Cycloamyloses are cyclic α-1,4 linked glucans comprising dozens or hundreds of glucose units. Chemically they are similar to the much smaller cyclodextrins, which are typically composed of 6, 7 or 8 glucose units.

Cycloamylose comprising 26 glucose units

== Discovery ==
Cycloamyloses were discovered as a result of studies of the function of 4-α-glucanotransferase, also known as disproportionating enzyme or D-enzyme (EC 2.4.1.25) isolated from potato.

== Synthesis ==
Upon incubation of D-enzyme with high molecular weight amylose, a product was obtained with decreased ability to form a blue complex with iodine, without reducing or non-reducing ends, and resistant to hydrolysis by glucoamylase (an exoamylase).

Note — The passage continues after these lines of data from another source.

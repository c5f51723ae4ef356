//! Attribute layout shared by the key-value remediation stores.

use chrono::{DateTime, SecondsFormat, Utc};

use shutoff_application::RemediationRecord;
use shutoff_core::{AppError, AppResult};

pub(crate) const REQUEST_ID: &str = "request_id";
pub(crate) const TYPE: &str = "type";
pub(crate) const INSTANCE: &str = "instance";
pub(crate) const REGION: &str = "region";
pub(crate) const CREATED_AT: &str = "created_at";

/// Flattens a record into attribute name and value pairs.
pub(crate) fn record_attributes(record: &RemediationRecord) -> Vec<(&'static str, String)> {
    let mut attributes = vec![
        (REQUEST_ID, record.request_id.clone()),
        (TYPE, record.kind.clone()),
        (INSTANCE, record.resource_id.clone()),
        (REGION, record.region.clone()),
    ];
    if let Some(created_at) = record.created_at {
        attributes.push((
            CREATED_AT,
            created_at.to_rfc3339_opts(SecondsFormat::Secs, true),
        ));
    }

    attributes
}

/// Rebuilds a record from stored attributes.
///
/// `created_at` is informational, so a missing or unreadable value is dropped.
pub(crate) fn record_from_attributes<F>(attribute: F) -> AppResult<RemediationRecord>
where
    F: Fn(&str) -> Option<String>,
{
    let required = |name: &'static str| {
        attribute(name).ok_or_else(|| {
            AppError::Internal(format!(
                "stored remediation request is missing attribute '{name}'"
            ))
        })
    };

    Ok(RemediationRecord {
        request_id: required(REQUEST_ID)?,
        kind: required(TYPE)?,
        resource_id: required(INSTANCE)?,
        region: required(REGION)?,
        created_at: attribute(CREATED_AT)
            .and_then(|value| DateTime::parse_from_rfc3339(value.as_str()).ok())
            .map(|value| value.with_timezone(&Utc)),
    })
}

#[cfg(test)]
mod tests {
    use std::collections::HashMap;

    use chrono::{TimeZone, Utc};
    use shutoff_application::RemediationRecord;
    use shutoff_core::AppError;

    use super::{record_attributes, record_from_attributes};

    fn record() -> RemediationRecord {
        RemediationRecord {
            request_id: "token-1".to_owned(),
            kind: "ec2".to_owned(),
            resource_id: "i-1".to_owned(),
            region: "r1".to_owned(),
            created_at: Utc.with_ymd_and_hms(2026, 3, 1, 12, 0, 0).single(),
        }
    }

    #[test]
    fn attributes_use_the_stored_names() {
        let attributes: HashMap<&str, String> = record_attributes(&record()).into_iter().collect();

        assert_eq!(attributes.get("request_id").map(String::as_str), Some("token-1"));
        assert_eq!(attributes.get("type").map(String::as_str), Some("ec2"));
        assert_eq!(attributes.get("instance").map(String::as_str), Some("i-1"));
        assert_eq!(attributes.get("region").map(String::as_str), Some("r1"));
        assert_eq!(
            attributes.get("created_at").map(String::as_str),
            Some("2026-03-01T12:00:00Z")
        );
    }

    #[test]
    fn records_written_without_created_at_are_readable() {
        let stored = HashMap::from([
            ("request_id", "legacy"),
            ("type", "sagemaker"),
            ("instance", "analysis"),
            ("region", "r2"),
        ]);

        let restored = record_from_attributes(|name| stored.get(name).map(|value| (*value).to_owned()));
        assert!(restored.is_ok());
        let restored = restored.unwrap_or_else(|_| unreachable!());
        assert_eq!(restored.kind, "sagemaker");
        assert!(restored.created_at.is_none());
    }

    #[test]
    fn missing_instance_is_an_integrity_error() {
        let stored = HashMap::from([("request_id", "t"), ("type", "ec2"), ("region", "r1")]);

        let restored = record_from_attributes(|name| stored.get(name).map(|value| (*value).to_owned()));
        assert!(matches!(restored, Err(AppError::Internal(message)) if message.contains("instance")));
    }
}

Takaha and Smith deduced that the product was a cyclic polymer, which they confirmed by mass spectrometry and acid hydrolysis, and showed that it comprised between 17 and several hundred glucose units. It was subsequently shown that D-enzyme could create complex cycloglucans from amylopectin. Similar 4-α-glucanotransferases from bacteria and other organisms have also been shown to produce cycloglucans upon incubation with amylose or amylopectin.

== Structure ==
While the structures of cyclodextrins are planar circles, the structure of cycloamyloses with 10 to 14 glucose units were determined to be circular with strain-induced band-flips and kinks. In contrast the structure of a larger cycloamylose with 26 glucose units was determined to comprise two short left-handed V-amylose helices in antiparallel arrangement.

== Applications ==
Cycloamyloses contain cavities in the helices which are capable of accommodating guest molecules, which suggested applications in chemical technologies. Cycloamylose is used in artificial chaperone technology for the refolding of denatured proteins. Cycloglucans have physicochemical properties that make them useful in food and manufacturing.